WORK REQUEST: Search the data for the word "lists" and copy out every line that has it.

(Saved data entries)
-- Opening Marker --

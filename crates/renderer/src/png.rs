//! PNG encoding for RGBA image data.
//!
//! Supports two encoding modes:
//! - **Indexed PNG (color type 3)**: Used when image has ≤256 unique colors.
//! - **RGBA PNG (color type 6)**: Fallback for images with >256 colors.
//!
//! Palette order is the order in which colours first appear in the image,
//! so the same pixels always encode to the same bytes.

use rayon::prelude::*;
use std::collections::{HashMap, HashSet};
use std::io::Write;

use survey_common::{SurveyError, SurveyResult};

/// Maximum colors for indexed PNG (PNG8)
const MAX_PALETTE_SIZE: usize = 256;

/// Minimum pixels to benefit from parallel palette extraction
const PARALLEL_THRESHOLD: usize = 4096; // 64x64 or larger

const PNG_SIGNATURE: [u8; 8] = [137, 80, 78, 71, 13, 10, 26, 10];

type Palette = Vec<(u8, u8, u8, u8)>;

/// Create a PNG image with automatic format selection.
///
/// - If ≤256 unique colors: indexed PNG
/// - Otherwise: RGBA PNG
pub fn create_png_auto(pixels: &[u8], width: usize, height: usize) -> SurveyResult<Vec<u8>> {
    check_dimensions(pixels, width, height)?;

    let palette_result = if width * height >= PARALLEL_THRESHOLD {
        extract_palette_parallel(pixels)
    } else {
        extract_palette_sequential(pixels)
    };

    match palette_result {
        Some((palette, indices)) => create_png_indexed(width, height, &palette, &indices),
        None => create_png(pixels, width, height),
    }
}

fn check_dimensions(pixels: &[u8], width: usize, height: usize) -> SurveyResult<()> {
    if width == 0 || height == 0 {
        return Err(SurveyError::Encoding(format!(
            "cannot encode a {}x{} image",
            width, height
        )));
    }
    if pixels.len() != width * height * 4 {
        return Err(SurveyError::Encoding(format!(
            "expected {} RGBA bytes for {}x{}, got {}",
            width * height * 4,
            width,
            height,
            pixels.len()
        )));
    }
    Ok(())
}

/// Pack RGBA bytes into a u32 for faster hashing and comparison
#[inline(always)]
fn pack_color(r: u8, g: u8, b: u8, a: u8) -> u32 {
    (r as u32) | ((g as u32) << 8) | ((b as u32) << 16) | ((a as u32) << 24)
}

/// Unpack u32 back to RGBA tuple
#[inline(always)]
fn unpack_color(packed: u32) -> (u8, u8, u8, u8) {
    (
        packed as u8,
        (packed >> 8) as u8,
        (packed >> 16) as u8,
        (packed >> 24) as u8,
    )
}

/// Sequential palette extraction for small images.
fn extract_palette_sequential(pixels: &[u8]) -> Option<(Palette, Vec<u8>)> {
    let mut color_to_index: HashMap<u32, u8> = HashMap::with_capacity(MAX_PALETTE_SIZE);
    let mut palette: Palette = Vec::with_capacity(MAX_PALETTE_SIZE);
    let mut indices: Vec<u8> = Vec::with_capacity(pixels.len() / 4);

    for chunk in pixels.chunks_exact(4) {
        let packed = pack_color(chunk[0], chunk[1], chunk[2], chunk[3]);

        let index = match color_to_index.get(&packed) {
            Some(&idx) => idx,
            None => {
                if palette.len() >= MAX_PALETTE_SIZE {
                    return None;
                }
                let idx = palette.len() as u8;
                palette.push((chunk[0], chunk[1], chunk[2], chunk[3]));
                color_to_index.insert(packed, idx);
                idx
            }
        };
        indices.push(index);
    }

    Some((palette, indices))
}

/// Parallel palette extraction for larger images.
///
/// 1. Parallel pass: each chunk lists its colours in first-seen order
/// 2. Merge chunk lists in chunk order and check the count is ≤256
/// 3. Parallel pass: map each pixel to its palette index
fn extract_palette_parallel(pixels: &[u8]) -> Option<(Palette, Vec<u8>)> {
    let chunk_pixels = (pixels.len() / 4 / rayon::current_num_threads()).max(256);
    let chunk_size = chunk_pixels * 4;

    let chunk_colors: Vec<Vec<u32>> = pixels
        .par_chunks(chunk_size)
        .map(|chunk| {
            let mut seen: HashSet<u32> = HashSet::with_capacity(MAX_PALETTE_SIZE);
            let mut order = Vec::new();
            for pixel in chunk.chunks_exact(4) {
                let packed = pack_color(pixel[0], pixel[1], pixel[2], pixel[3]);
                if seen.insert(packed) {
                    order.push(packed);
                    // Early exit if we definitely have too many colors
                    if order.len() > MAX_PALETTE_SIZE {
                        break;
                    }
                }
            }
            order
        })
        .collect();

    let mut global_colors: HashMap<u32, u8> = HashMap::with_capacity(MAX_PALETTE_SIZE);
    let mut palette: Palette = Vec::with_capacity(MAX_PALETTE_SIZE);

    for packed in chunk_colors.into_iter().flatten() {
        if !global_colors.contains_key(&packed) {
            if palette.len() >= MAX_PALETTE_SIZE {
                return None;
            }
            global_colors.insert(packed, palette.len() as u8);
            palette.push(unpack_color(packed));
        }
    }

    let mut indices = vec![0u8; pixels.len() / 4];
    indices
        .par_chunks_mut(chunk_pixels)
        .zip(pixels.par_chunks(chunk_size))
        .for_each(|(idx_chunk, pixel_chunk)| {
            for (idx, pixel) in idx_chunk.iter_mut().zip(pixel_chunk.chunks_exact(4)) {
                let packed = pack_color(pixel[0], pixel[1], pixel[2], pixel[3]);
                *idx = global_colors.get(&packed).copied().unwrap_or(0);
            }
        });

    Some((palette, indices))
}

/// Create an indexed PNG (color type 3) from palette and indices.
///
/// - 1 byte per pixel instead of 4
/// - `tRNS` is written only when some palette entry is not opaque
pub fn create_png_indexed(
    width: usize,
    height: usize,
    palette: &[(u8, u8, u8, u8)],
    indices: &[u8],
) -> SurveyResult<Vec<u8>> {
    if palette.is_empty() || palette.len() > MAX_PALETTE_SIZE {
        return Err(SurveyError::Encoding(format!(
            "palette must have 1..=256 entries, got {}",
            palette.len()
        )));
    }
    if indices.len() != width * height {
        return Err(SurveyError::Encoding(format!(
            "expected {} palette indices for {}x{}, got {}",
            width * height,
            width,
            height,
            indices.len()
        )));
    }

    let mut png = Vec::new();
    png.extend_from_slice(&PNG_SIGNATURE);

    write_chunk(&mut png, b"IHDR", &ihdr(width, height, 3));

    let plte_data: Vec<u8> = palette.iter().flat_map(|&(r, g, b, _)| [r, g, b]).collect();
    write_chunk(&mut png, b"PLTE", &plte_data);

    if palette.iter().any(|&(_, _, _, a)| a < 255) {
        let trns_data: Vec<u8> = palette.iter().map(|&(_, _, _, a)| a).collect();
        write_chunk(&mut png, b"tRNS", &trns_data);
    }

    let idat_data = deflate_scanlines(indices, width, height)
        .map_err(|e| SurveyError::Encoding(format!("IDAT compression failed: {}", e)))?;
    write_chunk(&mut png, b"IDAT", &idat_data);

    write_chunk(&mut png, b"IEND", &[]);

    Ok(png)
}

/// Create a PNG image from RGBA pixel data (color type 6).
pub fn create_png(pixels: &[u8], width: usize, height: usize) -> SurveyResult<Vec<u8>> {
    check_dimensions(pixels, width, height)?;

    let mut png = Vec::new();
    png.extend_from_slice(&PNG_SIGNATURE);

    write_chunk(&mut png, b"IHDR", &ihdr(width, height, 6));

    let idat_data = deflate_scanlines(pixels, width * 4, height)
        .map_err(|e| SurveyError::Encoding(format!("IDAT compression failed: {}", e)))?;
    write_chunk(&mut png, b"IDAT", &idat_data);

    write_chunk(&mut png, b"IEND", &[]);

    Ok(png)
}

fn ihdr(width: usize, height: usize, color_type: u8) -> Vec<u8> {
    let mut data = Vec::with_capacity(13);
    data.extend_from_slice(&(width as u32).to_be_bytes());
    data.extend_from_slice(&(height as u32).to_be_bytes());
    data.push(8); // bit depth
    data.push(color_type);
    data.push(0); // compression method
    data.push(0); // filter method
    data.push(0); // interlace method
    data
}

/// Write a PNG chunk
fn write_chunk(png: &mut Vec<u8>, chunk_type: &[u8; 4], data: &[u8]) {
    png.extend_from_slice(&(data.len() as u32).to_be_bytes());
    png.extend_from_slice(chunk_type);
    png.extend_from_slice(data);

    let mut hasher = crc32fast::Hasher::new();
    hasher.update(chunk_type);
    hasher.update(data);
    png.extend_from_slice(&hasher.finalize().to_be_bytes());
}

/// Prefix each `row_bytes`-wide scanline with filter type 0 and zlib it.
fn deflate_scanlines(data: &[u8], row_bytes: usize, height: usize) -> std::io::Result<Vec<u8>> {
    let mut uncompressed = Vec::with_capacity(height * (1 + row_bytes));
    for row in data.chunks_exact(row_bytes).take(height) {
        uncompressed.push(0); // filter type: none
        uncompressed.extend_from_slice(row);
    }

    let mut encoder = flate2::write::ZlibEncoder::new(Vec::new(), flate2::Compression::default());
    encoder.write_all(&uncompressed)?;
    encoder.finish()
}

-- Closing Marker --

EXERCISE RESPONSE:
/// 1. Parallel pass: each chunk lists its colours in first-seen order
/// 2. Merge chunk lists in chunk order and check the count is ≤256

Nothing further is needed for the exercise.